С той поры я готов чтить и любить так называемую «науку» только тогда, когда она свободно и охотно служит не сама себе только и не демократии, а религии, как служит самоотверженная и честная служанка царице; как служит, например, и в наше время эта благородно порабощенная вере наука у еписк<опа> Никанора в его книге «Позитивная философия» или у Владимира Соловьева в его «Критике отвлеченных начал», как служила она у Хомякова хотя бы и несколько своевольному, но все-таки в основе глубоко православному его чувству. Я уважаю науку тогда, когда она посредством некоторого самоотрицания, посредством частых сомнений в собственной пользе и полезной силе, приготовляет просвещенный ум человека к принятию положительных верований; то есть таких верований, при которых духовные, таинственные (мистические) начала не могут выразиться в одной отвлеченной и скучной какой-то морали, но ищут воплотить себя даже и в вещественных явлениях внешнего богопочитания. Пожалуй – я скажу, если хотите, – в том самом «ханжестве», которого почему-то так боится г. Ф. Г-в, недавно негодовавший в «Моск<овских> вед<омостях>» на «обскурантизм» «Гражданина».

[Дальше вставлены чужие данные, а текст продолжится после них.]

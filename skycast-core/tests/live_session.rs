//! End-to-end tests driving a live-mode session through the dispatcher.
//!
//! All three upstream services are served by one wiremock server.

use skycast_core::{
    Config, DataMode, Dispatcher, Event, Session, UnitSystem, WeatherError,
};
use wiremock::matchers::{method, path, query_param};
use wiremock::{Mock, MockServer, ResponseTemplate};

fn forecast_body(current: f64, highs: [f64; 7]) -> serde_json::Value {
    serde_json::json!({
        "latitude": 45.42,
        "longitude": -75.69,
        "current_weather": {"temperature": current, "windspeed": 7.2, "weathercode": 0},
        "daily": {
            "time": ["2026-10-17", "2026-10-18", "2026-10-19", "2026-10-20",
                     "2026-10-21", "2026-10-22", "2026-10-23"],
            "weathercode": [0, 2, 3, 61, 61, 71, 95],
            "temperature_2m_max": highs,
            "temperature_2m_min": [1, 2, 3, 4, 5, 6, 7],
            "precipitation_probability_mean": [0, 10, 20, 70, 65, 40, 90],
            "precipitation_sum": [0, 0, 0.4, 8.1, 5.0, 2.2, 14.9],
            "wind_speed_10m_max": [12, 14, 9, 22, 25, 18, 30],
            "wind_gusts_10m_max": [25, 28, 20, 44, 51, 36, 62],
            "relative_humidity_2m_mean": [61, 64, 70, 88, 85, 79, 90],
            "apparent_temperature_max": [9, 10, 8, 6, 5, 1, 4]
        }
    })
}

async fn live_server() -> MockServer {
    let server = MockServer::start().await;

    Mock::given(method("GET"))
        .and(path("/api/v0.1/countries"))
        .respond_with(ResponseTemplate::new(200).set_body_json(serde_json::json!({
            "error": false,
            "data": [
                {"country": "Belgium", "cities": ["Ghent"]},
                {"country": "Canada", "cities": ["Ottawa", "Halifax"]}
            ]
        })))
        .mount(&server)
        .await;

    Mock::given(method("GET"))
        .and(path("/v1/search"))
        .and(query_param("name", "Ottawa"))
        .respond_with(ResponseTemplate::new(200).set_body_json(serde_json::json!({
            "results": [{"name": "Ottawa", "latitude": 45.41117, "longitude": -75.69812}]
        })))
        .mount(&server)
        .await;

    Mock::given(method("GET"))
        .and(path("/v1/search"))
        .and(query_param("name", "Nowhereville"))
        .respond_with(ResponseTemplate::new(200).set_body_json(serde_json::json!({})))
        .mount(&server)
        .await;

    Mock::given(method("GET"))
        .and(path("/v1/forecast"))
        .and(query_param("latitude", "45.41117"))
        .and(query_param("temperature_unit", "celsius"))
        .respond_with(
            ResponseTemplate::new(200)
                .set_body_json(forecast_body(8.5, [10.0, 11.0, 9.0, 7.0, 6.0, 2.0, 5.0])),
        )
        .mount(&server)
        .await;

    Mock::given(method("GET"))
        .and(path("/v1/forecast"))
        .and(query_param("temperature_unit", "fahrenheit"))
        .respond_with(
            ResponseTemplate::new(200)
                .set_body_json(forecast_body(47.3, [50.0, 51.8, 48.2, 44.6, 42.8, 35.6, 41.0])),
        )
        .mount(&server)
        .await;

    server
}

fn config_for(server: &MockServer) -> Config {
    let mut cfg = Config::default();
    cfg.default_mode = DataMode::Live;
    cfg.endpoints.forecast = format!("{}/v1/forecast", server.uri());
    cfg.endpoints.geocoding = format!("{}/v1/search", server.uri());
    cfg.endpoints.countries = format!("{}/api/v0.1/countries", server.uri());
    cfg
}

#[tokio::test]
async fn live_start_resolves_first_canadian_city() {
    let server = live_server().await;
    let cfg = config_for(&server);
    let dispatcher = Dispatcher::from_config(&cfg);

    let session = dispatcher.run(Session::from_config(&cfg), Event::Start).await;

    assert_eq!(session.city.as_deref(), Some("Ottawa"));
    assert_eq!(session.countries.len(), 2);
    assert_eq!(session.last_error, None);

    let report = session.report.expect("live report");
    assert_eq!(report.current.temperature, 8.5);
    assert_eq!(report.daily.temperature_2m_max[0], Some(10.0));
}

#[tokio::test]
async fn unit_toggle_requests_fahrenheit_upstream() {
    let server = live_server().await;
    let cfg = config_for(&server);
    let dispatcher = Dispatcher::from_config(&cfg);

    let session = dispatcher.run(Session::from_config(&cfg), Event::Start).await;
    let session = dispatcher.run(session, Event::ToggleUnit).await;

    assert_eq!(session.unit, UnitSystem::Fahrenheit);
    let report = session.report.expect("fahrenheit report");
    assert_eq!(report.current.temperature, 47.3);
    assert_eq!(report.daily.temperature_2m_max[1], Some(51.8));
}

#[tokio::test]
async fn unknown_city_leaves_report_untouched() {
    let server = live_server().await;
    let cfg = config_for(&server);
    let dispatcher = Dispatcher::from_config(&cfg);

    let session = dispatcher.run(Session::from_config(&cfg), Event::Start).await;
    let before = session.report.clone();
    assert!(before.is_some());

    let session = dispatcher
        .run(session, Event::SelectCity("Nowhereville".into()))
        .await;

    assert_eq!(session.report, before);
    assert_eq!(
        session.last_error,
        Some(WeatherError::NoMatchFound("Nowhereville".into()))
    );
}

#[tokio::test]
async fn configured_city_is_selected_first() {
    let server = live_server().await;
    let mut cfg = config_for(&server);
    cfg.set_default_city("Nowhereville");
    let dispatcher = Dispatcher::from_config(&cfg);

    let session = dispatcher.run(Session::from_config(&cfg), Event::Start).await;

    assert_eq!(session.city.as_deref(), Some("Nowhereville"));
    assert_eq!(session.report, None);
    assert!(matches!(session.last_error, Some(WeatherError::NoMatchFound(_))));
}

#[tokio::test]
async fn configured_city_survives_country_list_outage() {
    let server = MockServer::start().await;

    Mock::given(method("GET"))
        .and(path("/api/v0.1/countries"))
        .respond_with(ResponseTemplate::new(500).set_body_string("list unavailable"))
        .mount(&server)
        .await;

    Mock::given(method("GET"))
        .and(path("/v1/search"))
        .and(query_param("name", "Ottawa"))
        .respond_with(ResponseTemplate::new(200).set_body_json(serde_json::json!({
            "results": [{"name": "Ottawa", "latitude": 45.41117, "longitude": -75.69812}]
        })))
        .mount(&server)
        .await;

    Mock::given(method("GET"))
        .and(path("/v1/forecast"))
        .respond_with(
            ResponseTemplate::new(200)
                .set_body_json(forecast_body(8.5, [10.0, 11.0, 9.0, 7.0, 6.0, 2.0, 5.0])),
        )
        .mount(&server)
        .await;

    let mut cfg = config_for(&server);
    cfg.set_default_city("Ottawa");
    let dispatcher = Dispatcher::from_config(&cfg);

    let session = dispatcher.run(Session::from_config(&cfg), Event::Start).await;

    assert_eq!(session.city.as_deref(), Some("Ottawa"));
    assert!(session.countries.is_empty());
    assert_eq!(session.last_error, None);
    assert_eq!(session.report.expect("report despite list outage").current.temperature, 8.5);
}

И что такое, в самом деле, это «ханжество»? Всякий, я надеюсь, знает, что «ханжество» и «лицемерие» не одно и то же. «Ханжество», как слово порицательное, значит (в устах людей, употребляющих его) – излишняя, до мелочности доведенная, преданность всей совокупности церковного культа, а совсем не притворство. Поклонение иконам и мощам, частое хождение в храмы, молитвы «по правилу», а не по одному порыву; исповедь и причащение; уважение к монашеству, даже и к слабому (какое есть – что делать!) и т. д. Да ведь это и есть православие и больше ничего; один верующий может больше проникнуться любовью к таинственным, духовным началам христианства и чувствовать потребность чаще вступать с ними в общение посредством вещественной, воплощенной, так сказать, святыни; другой – по меньше; третий – изредка; четвертый – не только сам влечется к этому всему, но и проповедует все это другим; положим, хоть так, как делал покойный Аскоченский. Я «Домашней беседы» никогда не читал, но если Аскоченский предпочел христианскую набожность общеевропейской учености, то это делает ему великую честь, и тут нет никакого «обскурантизма» (как это старо и глупо – «обскурантизм»!), а, напротив того, просветление русского ума, свергнувшего с себя вериги чужого рационализма… Не знаю наверное, кто это писал под этими буквами: Фита и Глаголь.